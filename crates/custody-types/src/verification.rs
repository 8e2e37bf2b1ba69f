use chrono::{DateTime, Utc};
use serde::{Deserialize, Serialize};

use crate::event::{AnchorState, EventId};
use crate::record::EventRecord;

/// Outcome of re-checking one record against the ledger and content store.
///
/// A mismatch is not an error: it is a well-formed result with
/// `verified == false` and the discrepancy described in `message`.
#[derive(Clone, Debug, PartialEq, Eq, Serialize, Deserialize)]
#[serde(rename_all = "camelCase")]
pub struct VerificationResult {
    pub id: EventId,
    pub verified: bool,
    /// Fingerprint recomputed from the stored fields (hex, empty if the
    /// check stopped before recomputation).
    pub local_fingerprint: String,
    /// Fingerprint reported for the anchored record (hex, empty if the
    /// ledger was not consulted).
    pub ledger_fingerprint: String,
    pub content_match: bool,
    pub message: String,
}

impl VerificationResult {
    /// An unverified result carrying only a message.
    pub fn unverified(id: EventId, message: impl Into<String>) -> Self {
        Self {
            id,
            verified: false,
            local_fingerprint: String::new(),
            ledger_fingerprint: String::new(),
            content_match: false,
            message: message.into(),
        }
    }
}

/// Anchoring status of a record, as observed by a later read.
#[derive(Clone, Debug, PartialEq, Eq, Serialize, Deserialize)]
#[serde(rename_all = "camelCase")]
pub struct AnchorStatus {
    pub id: EventId,
    pub state: AnchorState,
    pub anchor_ref: String,
    pub native_tx_ref: String,
    pub updated_at: DateTime<Utc>,
}

impl From<&EventRecord> for AnchorStatus {
    fn from(record: &EventRecord) -> Self {
        Self {
            id: record.id,
            state: record.state,
            anchor_ref: record.anchor_ref().to_string(),
            native_tx_ref: record.native_tx_ref().to_string(),
            updated_at: record.updated_at,
        }
    }
}

#[cfg(test)]
mod tests {
    use super::*;

    #[test]
    fn unverified_result_is_empty() {
        let id = EventId::new();
        let r = VerificationResult::unverified(id, "not yet anchored");
        assert!(!r.verified);
        assert!(!r.content_match);
        assert!(r.local_fingerprint.is_empty());
        assert_eq!(r.message, "not yet anchored");
    }
}
//! Chain-of-custody orchestration.
//!
//! [`CustodyService`] owns the write path and the verify path:
//!
//! ```text
//! register:  validate -> content store -> fingerprint -> metadata store
//!                                                      \-> [detached] ledger anchor -> metadata update
//! verify:    metadata lookup -> recompute fingerprint -> ledger check -> content fetch + compare
//! ```
//!
//! The synchronous part of `register` runs under a deadline and decides
//! whether registration succeeds. Anchoring is handed to an
//! [`AnchorDispatcher`] and settles the record to `confirmed` or `failed`
//! later, exactly once.
//!
//! [`Oracle`] replays verification over a product's full history and
//! checks the chain's order.

pub mod anchoring;
pub mod config;
pub mod error;
pub mod oracle;
pub mod service;
pub mod validation;

pub use anchoring::{run_anchor_task, AnchorDispatcher, AnchorOutcome, AnchorTask, SpawnDispatcher};
pub use config::{
    ContentBackend, ContentConfig, CustodyConfig, MetadataBackend, MetadataConfig, OracleConfig,
};
pub use error::{CustodyError, CustodyResult, FieldViolation};
pub use oracle::{
    check_chain_order, ChainReport, ChainViolation, ChainViolationKind, Oracle, OracleView,
    VerifiedEvent, VerifiedHistory, ViewStatus,
};
pub use service::{CustodyService, HealthReport, SubstrateHealth, NOT_YET_ANCHORED};
pub use validation::validate_request;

#### PROBLEM REQUIREMENTS
Find every line in the entries that includes the word "message", then state how many there are and nothing else.

#### OUTPUT FOR THIS TASK
6